*** Data extract ***

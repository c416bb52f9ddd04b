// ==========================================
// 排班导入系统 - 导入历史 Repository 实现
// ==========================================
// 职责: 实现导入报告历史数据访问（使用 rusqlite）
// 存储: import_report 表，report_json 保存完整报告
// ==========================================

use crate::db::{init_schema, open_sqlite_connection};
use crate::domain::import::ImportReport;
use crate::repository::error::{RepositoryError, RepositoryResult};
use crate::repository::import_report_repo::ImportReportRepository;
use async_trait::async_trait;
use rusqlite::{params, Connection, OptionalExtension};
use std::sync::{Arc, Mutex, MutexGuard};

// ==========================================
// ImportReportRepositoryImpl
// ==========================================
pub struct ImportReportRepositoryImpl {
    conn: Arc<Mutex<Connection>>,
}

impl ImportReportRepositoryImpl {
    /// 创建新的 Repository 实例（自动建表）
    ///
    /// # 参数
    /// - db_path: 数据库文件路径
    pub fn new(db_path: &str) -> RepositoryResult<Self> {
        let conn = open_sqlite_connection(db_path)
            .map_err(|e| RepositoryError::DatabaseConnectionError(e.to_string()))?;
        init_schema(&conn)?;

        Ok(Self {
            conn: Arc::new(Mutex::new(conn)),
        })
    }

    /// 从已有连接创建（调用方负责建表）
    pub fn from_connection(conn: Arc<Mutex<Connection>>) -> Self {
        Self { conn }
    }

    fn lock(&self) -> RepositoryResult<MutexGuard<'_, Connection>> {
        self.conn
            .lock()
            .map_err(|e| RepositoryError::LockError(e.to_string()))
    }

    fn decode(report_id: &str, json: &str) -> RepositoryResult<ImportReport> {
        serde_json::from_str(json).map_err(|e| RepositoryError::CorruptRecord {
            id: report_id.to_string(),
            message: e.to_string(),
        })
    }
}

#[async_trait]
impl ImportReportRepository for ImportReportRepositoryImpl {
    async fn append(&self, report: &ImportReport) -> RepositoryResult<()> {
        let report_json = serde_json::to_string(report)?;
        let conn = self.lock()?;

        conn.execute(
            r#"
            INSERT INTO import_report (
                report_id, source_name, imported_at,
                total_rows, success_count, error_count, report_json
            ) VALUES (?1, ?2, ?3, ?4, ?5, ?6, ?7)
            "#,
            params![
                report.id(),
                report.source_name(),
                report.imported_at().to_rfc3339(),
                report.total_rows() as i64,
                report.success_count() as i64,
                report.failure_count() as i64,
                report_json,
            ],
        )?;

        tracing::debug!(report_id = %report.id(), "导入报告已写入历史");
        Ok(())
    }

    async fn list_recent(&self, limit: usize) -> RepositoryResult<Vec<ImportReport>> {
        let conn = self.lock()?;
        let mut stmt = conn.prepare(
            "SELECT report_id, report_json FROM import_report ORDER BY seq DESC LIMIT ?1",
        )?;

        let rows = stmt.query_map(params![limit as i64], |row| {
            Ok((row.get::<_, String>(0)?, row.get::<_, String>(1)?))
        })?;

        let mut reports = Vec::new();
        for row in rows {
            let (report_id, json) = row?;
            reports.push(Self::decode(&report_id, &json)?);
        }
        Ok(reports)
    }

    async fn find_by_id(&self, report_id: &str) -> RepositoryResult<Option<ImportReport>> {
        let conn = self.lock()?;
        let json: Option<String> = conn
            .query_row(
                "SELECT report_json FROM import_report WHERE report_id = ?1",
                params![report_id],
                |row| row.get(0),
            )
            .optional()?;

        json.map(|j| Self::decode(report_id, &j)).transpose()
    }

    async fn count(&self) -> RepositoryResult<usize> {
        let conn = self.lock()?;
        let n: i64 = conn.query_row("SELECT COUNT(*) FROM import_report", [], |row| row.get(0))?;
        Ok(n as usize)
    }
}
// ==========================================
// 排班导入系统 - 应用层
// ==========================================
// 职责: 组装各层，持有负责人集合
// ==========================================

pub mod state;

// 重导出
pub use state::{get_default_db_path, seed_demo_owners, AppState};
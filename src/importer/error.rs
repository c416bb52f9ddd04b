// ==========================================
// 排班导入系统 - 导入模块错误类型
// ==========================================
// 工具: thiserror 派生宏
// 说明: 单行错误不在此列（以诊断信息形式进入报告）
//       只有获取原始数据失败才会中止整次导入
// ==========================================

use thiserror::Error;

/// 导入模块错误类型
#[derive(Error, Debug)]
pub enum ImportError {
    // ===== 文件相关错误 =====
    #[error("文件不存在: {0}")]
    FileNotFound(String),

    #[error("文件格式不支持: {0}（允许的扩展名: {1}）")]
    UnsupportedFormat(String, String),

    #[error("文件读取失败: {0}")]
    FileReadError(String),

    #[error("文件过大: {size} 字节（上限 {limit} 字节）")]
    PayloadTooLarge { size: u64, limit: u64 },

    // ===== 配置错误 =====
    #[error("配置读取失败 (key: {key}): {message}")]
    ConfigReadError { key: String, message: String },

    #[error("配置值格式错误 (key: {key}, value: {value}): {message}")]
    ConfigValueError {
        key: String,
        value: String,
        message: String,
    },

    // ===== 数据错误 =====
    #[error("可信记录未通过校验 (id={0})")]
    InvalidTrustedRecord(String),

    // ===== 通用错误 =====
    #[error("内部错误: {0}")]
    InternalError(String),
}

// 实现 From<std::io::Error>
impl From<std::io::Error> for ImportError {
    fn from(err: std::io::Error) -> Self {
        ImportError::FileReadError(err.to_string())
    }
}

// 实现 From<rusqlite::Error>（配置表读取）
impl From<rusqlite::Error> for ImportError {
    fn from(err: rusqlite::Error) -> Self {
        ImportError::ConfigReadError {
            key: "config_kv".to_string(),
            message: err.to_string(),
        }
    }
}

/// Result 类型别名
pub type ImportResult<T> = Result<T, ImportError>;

*** End of Data extract ***

> Problem details: Which lines in the records above include the word "message"? Copy them out.

> Reply to the exercise:
            message: e.to_string(),
    #[error("配置读取失败 (key: {key}): {message}")]
    ConfigReadError { key: String, message: String },
    #[error("配置值格式错误 (key: {key}, value: {value}): {message}")]
        message: String,
            message: err.to_string(),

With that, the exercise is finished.